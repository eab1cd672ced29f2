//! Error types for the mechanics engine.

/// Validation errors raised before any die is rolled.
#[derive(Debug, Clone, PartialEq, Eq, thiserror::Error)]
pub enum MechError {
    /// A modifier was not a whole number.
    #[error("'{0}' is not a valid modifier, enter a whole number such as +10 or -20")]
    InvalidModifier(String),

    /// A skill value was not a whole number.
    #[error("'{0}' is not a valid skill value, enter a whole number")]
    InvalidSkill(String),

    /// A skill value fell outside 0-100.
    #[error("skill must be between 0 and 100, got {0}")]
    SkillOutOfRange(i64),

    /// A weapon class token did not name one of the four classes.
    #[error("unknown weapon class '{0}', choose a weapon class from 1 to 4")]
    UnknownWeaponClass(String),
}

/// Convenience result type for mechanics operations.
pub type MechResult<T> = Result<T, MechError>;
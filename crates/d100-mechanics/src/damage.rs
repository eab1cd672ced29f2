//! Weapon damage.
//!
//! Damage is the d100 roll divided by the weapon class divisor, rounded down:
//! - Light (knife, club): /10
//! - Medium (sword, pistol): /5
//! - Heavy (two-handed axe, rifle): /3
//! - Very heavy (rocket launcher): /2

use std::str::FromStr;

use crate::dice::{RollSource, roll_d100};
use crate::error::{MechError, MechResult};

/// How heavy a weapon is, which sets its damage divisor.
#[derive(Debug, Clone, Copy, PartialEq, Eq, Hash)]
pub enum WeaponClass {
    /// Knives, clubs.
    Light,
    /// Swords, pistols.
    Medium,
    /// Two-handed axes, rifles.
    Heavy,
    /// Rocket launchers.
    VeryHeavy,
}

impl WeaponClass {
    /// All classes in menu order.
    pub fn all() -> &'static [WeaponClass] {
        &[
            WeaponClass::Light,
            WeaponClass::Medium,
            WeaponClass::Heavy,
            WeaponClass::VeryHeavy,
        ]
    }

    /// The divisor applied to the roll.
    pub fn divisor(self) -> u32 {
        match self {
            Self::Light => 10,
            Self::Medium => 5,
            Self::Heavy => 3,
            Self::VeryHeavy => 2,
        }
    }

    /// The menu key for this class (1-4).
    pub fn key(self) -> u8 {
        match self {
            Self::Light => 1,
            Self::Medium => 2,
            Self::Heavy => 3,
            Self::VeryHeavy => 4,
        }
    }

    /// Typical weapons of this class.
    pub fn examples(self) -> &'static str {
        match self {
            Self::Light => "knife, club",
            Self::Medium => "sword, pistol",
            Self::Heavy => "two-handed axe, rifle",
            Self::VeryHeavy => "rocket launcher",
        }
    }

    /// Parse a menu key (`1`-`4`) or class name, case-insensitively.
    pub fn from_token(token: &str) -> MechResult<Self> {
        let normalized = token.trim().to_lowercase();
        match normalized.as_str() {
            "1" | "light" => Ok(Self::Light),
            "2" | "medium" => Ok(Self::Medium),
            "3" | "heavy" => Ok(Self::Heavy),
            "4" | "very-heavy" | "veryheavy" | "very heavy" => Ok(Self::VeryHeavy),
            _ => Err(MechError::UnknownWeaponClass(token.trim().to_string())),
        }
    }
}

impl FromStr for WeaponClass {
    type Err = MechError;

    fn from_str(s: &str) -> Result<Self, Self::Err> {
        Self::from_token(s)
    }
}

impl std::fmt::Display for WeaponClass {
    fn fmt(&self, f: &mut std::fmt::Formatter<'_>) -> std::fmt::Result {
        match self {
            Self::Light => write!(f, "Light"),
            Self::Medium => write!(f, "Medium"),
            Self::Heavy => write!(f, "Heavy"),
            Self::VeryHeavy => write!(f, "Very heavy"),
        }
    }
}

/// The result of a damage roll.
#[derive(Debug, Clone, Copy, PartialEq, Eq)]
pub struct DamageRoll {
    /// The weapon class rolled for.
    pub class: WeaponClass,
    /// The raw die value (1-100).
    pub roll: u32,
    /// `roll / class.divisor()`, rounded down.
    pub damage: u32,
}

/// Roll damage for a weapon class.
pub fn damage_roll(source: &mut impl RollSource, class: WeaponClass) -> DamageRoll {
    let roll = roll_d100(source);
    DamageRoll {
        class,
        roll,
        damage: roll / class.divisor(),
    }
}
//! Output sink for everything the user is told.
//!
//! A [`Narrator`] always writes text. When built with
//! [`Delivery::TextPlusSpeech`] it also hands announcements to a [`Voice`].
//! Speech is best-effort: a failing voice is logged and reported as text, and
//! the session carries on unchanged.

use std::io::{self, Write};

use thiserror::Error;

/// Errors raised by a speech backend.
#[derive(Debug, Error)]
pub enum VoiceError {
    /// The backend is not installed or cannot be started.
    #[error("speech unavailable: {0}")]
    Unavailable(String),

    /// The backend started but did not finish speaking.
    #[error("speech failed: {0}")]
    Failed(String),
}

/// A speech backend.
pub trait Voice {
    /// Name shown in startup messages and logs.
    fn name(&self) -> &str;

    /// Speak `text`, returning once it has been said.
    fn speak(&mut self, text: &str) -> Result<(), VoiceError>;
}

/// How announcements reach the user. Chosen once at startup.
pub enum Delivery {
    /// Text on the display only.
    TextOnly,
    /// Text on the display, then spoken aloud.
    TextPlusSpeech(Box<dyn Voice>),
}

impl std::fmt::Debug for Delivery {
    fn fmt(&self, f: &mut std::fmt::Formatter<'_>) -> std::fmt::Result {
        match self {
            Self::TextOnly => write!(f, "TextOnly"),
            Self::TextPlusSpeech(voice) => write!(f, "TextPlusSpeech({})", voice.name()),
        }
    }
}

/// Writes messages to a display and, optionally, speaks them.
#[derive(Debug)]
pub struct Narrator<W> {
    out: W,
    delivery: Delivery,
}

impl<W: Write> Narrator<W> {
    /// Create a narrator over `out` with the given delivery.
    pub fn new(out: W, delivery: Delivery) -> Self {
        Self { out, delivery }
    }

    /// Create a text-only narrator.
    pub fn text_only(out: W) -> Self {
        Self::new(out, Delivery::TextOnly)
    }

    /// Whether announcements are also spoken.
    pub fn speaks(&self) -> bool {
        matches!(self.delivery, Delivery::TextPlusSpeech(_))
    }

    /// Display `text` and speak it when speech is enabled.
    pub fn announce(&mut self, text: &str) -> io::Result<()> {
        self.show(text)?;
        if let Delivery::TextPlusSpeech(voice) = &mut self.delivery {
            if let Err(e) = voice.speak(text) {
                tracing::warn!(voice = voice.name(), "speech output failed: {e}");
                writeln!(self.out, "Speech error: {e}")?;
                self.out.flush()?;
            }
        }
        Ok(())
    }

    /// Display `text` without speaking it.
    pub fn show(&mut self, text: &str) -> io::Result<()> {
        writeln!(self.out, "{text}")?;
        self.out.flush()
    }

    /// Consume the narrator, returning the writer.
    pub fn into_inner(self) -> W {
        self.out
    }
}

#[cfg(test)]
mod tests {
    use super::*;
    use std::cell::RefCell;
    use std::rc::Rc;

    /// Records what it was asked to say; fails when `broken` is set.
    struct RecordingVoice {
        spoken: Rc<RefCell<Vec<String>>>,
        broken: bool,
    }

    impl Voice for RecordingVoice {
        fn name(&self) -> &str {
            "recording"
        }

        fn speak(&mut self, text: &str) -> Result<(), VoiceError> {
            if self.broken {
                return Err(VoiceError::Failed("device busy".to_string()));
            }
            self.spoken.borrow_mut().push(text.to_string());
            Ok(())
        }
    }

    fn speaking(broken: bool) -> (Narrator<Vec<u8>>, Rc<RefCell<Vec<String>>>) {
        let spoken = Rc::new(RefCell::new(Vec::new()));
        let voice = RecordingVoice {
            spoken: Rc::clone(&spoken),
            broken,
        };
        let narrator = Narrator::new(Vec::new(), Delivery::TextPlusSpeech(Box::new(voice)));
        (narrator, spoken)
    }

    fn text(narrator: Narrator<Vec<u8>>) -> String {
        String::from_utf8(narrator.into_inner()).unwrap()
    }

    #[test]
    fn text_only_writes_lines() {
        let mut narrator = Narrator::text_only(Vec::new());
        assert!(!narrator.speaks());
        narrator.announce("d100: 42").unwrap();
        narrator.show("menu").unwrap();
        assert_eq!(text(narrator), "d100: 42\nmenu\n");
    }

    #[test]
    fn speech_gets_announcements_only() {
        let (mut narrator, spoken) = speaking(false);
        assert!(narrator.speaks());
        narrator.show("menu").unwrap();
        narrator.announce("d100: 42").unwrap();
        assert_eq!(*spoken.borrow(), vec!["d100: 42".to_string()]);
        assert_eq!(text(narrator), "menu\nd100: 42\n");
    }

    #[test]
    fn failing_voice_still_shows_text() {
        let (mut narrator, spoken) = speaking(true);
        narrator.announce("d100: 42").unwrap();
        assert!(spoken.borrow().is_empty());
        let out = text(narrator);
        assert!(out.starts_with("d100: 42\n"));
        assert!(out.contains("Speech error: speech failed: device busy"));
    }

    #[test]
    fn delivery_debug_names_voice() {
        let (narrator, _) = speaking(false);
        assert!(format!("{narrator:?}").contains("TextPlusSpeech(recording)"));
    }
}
--
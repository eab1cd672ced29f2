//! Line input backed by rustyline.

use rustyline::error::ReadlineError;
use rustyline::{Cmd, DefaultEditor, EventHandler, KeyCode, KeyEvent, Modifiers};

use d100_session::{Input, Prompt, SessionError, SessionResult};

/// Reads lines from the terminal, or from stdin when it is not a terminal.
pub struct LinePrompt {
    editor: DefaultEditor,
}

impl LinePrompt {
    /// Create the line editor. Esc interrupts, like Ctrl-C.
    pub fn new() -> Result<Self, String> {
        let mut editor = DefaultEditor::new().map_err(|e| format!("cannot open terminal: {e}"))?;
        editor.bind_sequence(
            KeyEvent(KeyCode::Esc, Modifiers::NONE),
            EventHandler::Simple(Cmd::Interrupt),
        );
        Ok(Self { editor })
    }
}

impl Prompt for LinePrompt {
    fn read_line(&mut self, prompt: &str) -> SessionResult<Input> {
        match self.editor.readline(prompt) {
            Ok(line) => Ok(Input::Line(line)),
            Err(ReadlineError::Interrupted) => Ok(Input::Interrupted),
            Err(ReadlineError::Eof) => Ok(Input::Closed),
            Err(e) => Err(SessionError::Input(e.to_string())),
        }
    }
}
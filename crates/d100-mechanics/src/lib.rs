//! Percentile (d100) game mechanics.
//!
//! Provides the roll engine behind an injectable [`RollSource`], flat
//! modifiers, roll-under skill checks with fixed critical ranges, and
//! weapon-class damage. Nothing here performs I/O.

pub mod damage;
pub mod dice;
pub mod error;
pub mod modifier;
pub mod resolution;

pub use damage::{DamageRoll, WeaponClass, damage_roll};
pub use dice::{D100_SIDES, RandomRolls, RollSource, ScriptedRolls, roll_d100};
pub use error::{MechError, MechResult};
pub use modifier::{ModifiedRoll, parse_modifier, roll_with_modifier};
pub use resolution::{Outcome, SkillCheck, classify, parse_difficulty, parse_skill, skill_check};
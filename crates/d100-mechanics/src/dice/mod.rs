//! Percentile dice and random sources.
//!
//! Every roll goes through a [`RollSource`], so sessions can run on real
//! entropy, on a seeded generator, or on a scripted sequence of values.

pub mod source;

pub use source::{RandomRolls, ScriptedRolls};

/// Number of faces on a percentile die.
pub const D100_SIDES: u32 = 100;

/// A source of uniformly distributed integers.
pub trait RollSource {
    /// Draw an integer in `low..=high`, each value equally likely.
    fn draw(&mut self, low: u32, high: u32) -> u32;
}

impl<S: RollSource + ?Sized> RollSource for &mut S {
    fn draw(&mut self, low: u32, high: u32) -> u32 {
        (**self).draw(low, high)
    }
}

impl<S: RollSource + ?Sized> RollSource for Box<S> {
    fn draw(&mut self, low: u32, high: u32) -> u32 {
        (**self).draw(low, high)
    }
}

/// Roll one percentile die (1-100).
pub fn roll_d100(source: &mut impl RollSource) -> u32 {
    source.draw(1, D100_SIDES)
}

What this task involves:
Return all lines of the material above in which the word "divisor" occurs.

Task result:
//! Damage is the d100 roll divided by the weapon class divisor, rounded down:
/// How heavy a weapon is, which sets its damage divisor.
    /// The divisor applied to the roll.
    pub fn divisor(self) -> u32 {
    /// `roll / class.divisor()`, rounded down.
        damage: roll / class.divisor(),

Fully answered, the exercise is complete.